**Task details**: Every line of the listing that holds the word "protocols" should be returned.

**Given records**:
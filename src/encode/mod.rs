//! Output encoding for finished stimuli.

pub mod jpeg;
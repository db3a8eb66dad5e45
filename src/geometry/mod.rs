//! Polar placement of glyphs on the stimulus canvas.

pub mod resolve;
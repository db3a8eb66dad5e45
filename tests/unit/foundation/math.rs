use super::*;

#[test]
fn geomspace_pins_endpoints_and_is_geometric() {
    let v = geomspace(1.0, 0.2, 5);
    assert_eq!(v.len(), 5);
    assert_eq!(v[0], 1.0);
    assert_eq!(v[4], 0.2);
    for w in v.windows(3) {
        let r0 = w[1] / w[0];
        let r1 = w[2] / w[1];
        assert!((r0 - r1).abs() < 1e-12);
    }
    assert!((v[2] - 0.2f64.sqrt()).abs() < 1e-12);
}

#[test]
fn geomspace_degenerate_counts() {
    assert!(geomspace(1.0, 0.2, 0).is_empty());
    assert_eq!(geomspace(1.0, 0.2, 1), vec![1.0]);
    assert_eq!(geomspace(1.0, 0.2, 2), vec![1.0, 0.2]);
}

#[test]
fn round_half_even_matches_banker_rounding() {
    assert_eq!(round_half_even(0.5), 0.0);
    assert_eq!(round_half_even(1.5), 2.0);
    assert_eq!(round_half_even(2.5), 2.0);
    assert_eq!(round_half_even(44.8), 45.0);
    assert_eq!(round_half_even(149.7978), 150.0);
}

#[test]
fn lerp_endpoints_are_exact() {
    for dst in [0u8, 50, 128, 255] {
        for src in [0u8, 50, 200, 255] {
            assert_eq!(lerp_u8(dst, src, 0), dst);
            assert_eq!(lerp_u8(dst, src, 255), src);
        }
    }
    assert_eq!(lerp_u8(0, 200, 128), 100);
}
use std::{fmt, str::FromStr};

use image::{RgbImage, imageops};
use serde::{Deserialize, Serialize};

use crate::foundation::error::{SquishError, SquishResult};

/// Resampling kernel used for both halves of the down/up round trip.
///
/// `Nearest` walks the source from half a step in, adding `in / out` per destination pixel and
/// truncating, so a center that falls exactly on a pixel boundary resolves to the lower pixel.
/// The other kernels go through `image::imageops::resize` and smooth rather than block.
#[derive(
    Clone, Copy, Debug, Default, PartialEq, Eq, Hash, Serialize, Deserialize, clap::ValueEnum,
)]
#[serde(rename_all = "lowercase")]
pub enum ResampleFilter {
    #[default]
    Nearest,
    Triangle,
    #[value(name = "catmullrom")]
    CatmullRom,
    Gaussian,
    Lanczos3,
}

impl ResampleFilter {
    pub const ALL: [ResampleFilter; 5] = [
        ResampleFilter::Nearest,
        ResampleFilter::Triangle,
        ResampleFilter::CatmullRom,
        ResampleFilter::Gaussian,
        ResampleFilter::Lanczos3,
    ];

    pub fn name(self) -> &'static str {
        match self {
            ResampleFilter::Nearest => "nearest",
            ResampleFilter::Triangle => "triangle",
            ResampleFilter::CatmullRom => "catmullrom",
            ResampleFilter::Gaussian => "gaussian",
            ResampleFilter::Lanczos3 => "lanczos3",
        }
    }

    fn image_filter(self) -> Option<imageops::FilterType> {
        match self {
            ResampleFilter::Nearest => None,
            ResampleFilter::Triangle => Some(imageops::FilterType::Triangle),
            ResampleFilter::CatmullRom => Some(imageops::FilterType::CatmullRom),
            ResampleFilter::Gaussian => Some(imageops::FilterType::Gaussian),
            ResampleFilter::Lanczos3 => Some(imageops::FilterType::Lanczos3),
        }
    }
}

impl fmt::Display for ResampleFilter {
    fn fmt(&self, f: &mut fmt::Formatter<'_>) -> fmt::Result {
        f.write_str(self.name())
    }
}

impl FromStr for ResampleFilter {
    type Err = SquishError;

    fn from_str(s: &str) -> Result<Self, Self::Err> {
        Self::ALL
            .into_iter()
            .find(|f| f.name().eq_ignore_ascii_case(s))
            .ok_or_else(|| SquishError::configuration(format!("unknown resampling filter '{s}'")))
    }
}

pub fn resample(
    img: &RgbImage,
    width: u32,
    height: u32,
    filter: ResampleFilter,
) -> SquishResult<RgbImage> {
    if width == 0 || height == 0 {
        return Err(SquishError::resampling(format!(
            "cannot resample to {width}x{height}"
        )));
    }
    if img.width() == 0 || img.height() == 0 {
        return Err(SquishError::resampling("cannot resample an empty image"));
    }
    if img.dimensions() == (width, height) {
        return Ok(img.clone());
    }

    Ok(match filter.image_filter() {
        Some(kernel) => imageops::resize(img, width, height, kernel),
        None => resize_nearest(img, width, height),
    })
}

fn resize_nearest(img: &RgbImage, width: u32, height: u32) -> RgbImage {
    let xs = nearest_indices(img.width(), width);
    let ys = nearest_indices(img.height(), height);
    RgbImage::from_fn(width, height, |x, y| {
        *img.get_pixel(xs[x as usize], ys[y as usize])
    })
}

fn nearest_indices(src: u32, dst: u32) -> Vec<u32> {
    let scale = f64::from(src) / f64::from(dst);
    let mut xo = scale * 0.5;
    let mut idx = Vec::with_capacity(dst as usize);
    for _ in 0..dst {
        idx.push((xo as u32).min(src - 1));
        xo += scale;
    }
    idx
}

#[cfg(test)]
#[path = "../../tests/unit/degrade/resample.rs"]
mod tests;
// src/analysis/partners.rs
//
// Partner index: groups one subject's sessions by destination address into
// per-partner aggregates (B-party view). Ordered by contact frequency, the
// primary investigative signal.

use chrono::{DateTime, Utc};
use serde::{Deserialize, Serialize};
use std::collections::{BTreeSet, HashMap};
use std::net::IpAddr;

use crate::records::{GeoLocation, SessionRecord};

/// Aggregate over every session a subject held with one destination address.
/// At most one partner exists per distinct destination per computation.
#[derive(Debug, Clone, PartialEq, Serialize, Deserialize)]
pub struct CommunicationPartner {
    pub destination_ip: IpAddr,
    /// Port of the first session observed for this destination.
    pub destination_port: u16,
    pub total_sessions: u64,
    pub bytes_up: u64,
    pub bytes_down: u64,
    pub services: BTreeSet<String>,
    pub protocols: BTreeSet<String>,
    pub first_contact: DateTime<Utc>,
    pub last_contact: DateTime<Utc>,
    /// Filled in by geo enrichment when available. Never affects ordering,
    /// classification, or clustering.
    pub location: Option<GeoLocation>,
}

/// Group a subject's sessions by destination address.
///
/// Output is ordered by session count descending, destination address
/// ascending on ties, so repeated runs over the same history are identical.
/// Invalid records are skipped the same way `build_profile` skips them.
pub fn build_partners(sessions: &[SessionRecord]) -> Vec<CommunicationPartner> {
    let mut by_destination: HashMap<IpAddr, CommunicationPartner> = HashMap::new();

    for record in sessions {
        if record.validate().is_err() {
            continue;
        }

        let partner = by_destination
            .entry(record.destination_ip)
            .or_insert_with(|| CommunicationPartner {
                destination_ip: record.destination_ip,
                destination_port: record.destination_port,
                total_sessions: 0,
                bytes_up: 0,
                bytes_down: 0,
                services: BTreeSet::new(),
                protocols: BTreeSet::new(),
                first_contact: record.start,
                last_contact: record.end,
                location: None,
            });

        partner.total_sessions += 1;
        partner.bytes_up += record.bytes_up;
        partner.bytes_down += record.bytes_down;
        partner.services.insert(record.service.clone());
        partner.protocols.insert(record.protocol.clone());
        partner.first_contact = partner.first_contact.min(record.start);
        partner.last_contact = partner.last_contact.max(record.end);
    }

    let mut partners: Vec<CommunicationPartner> = by_destination.into_values().collect();
    partners.sort_by(|a, b| {
        b.total_sessions
            .cmp(&a.total_sessions)
            .then_with(|| a.destination_ip.cmp(&b.destination_ip))
    });
    partners
}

**Answer below**:
    pub protocols: BTreeSet<String>,
                protocols: BTreeSet::new(),
        partner.protocols.insert(record.protocol.clone());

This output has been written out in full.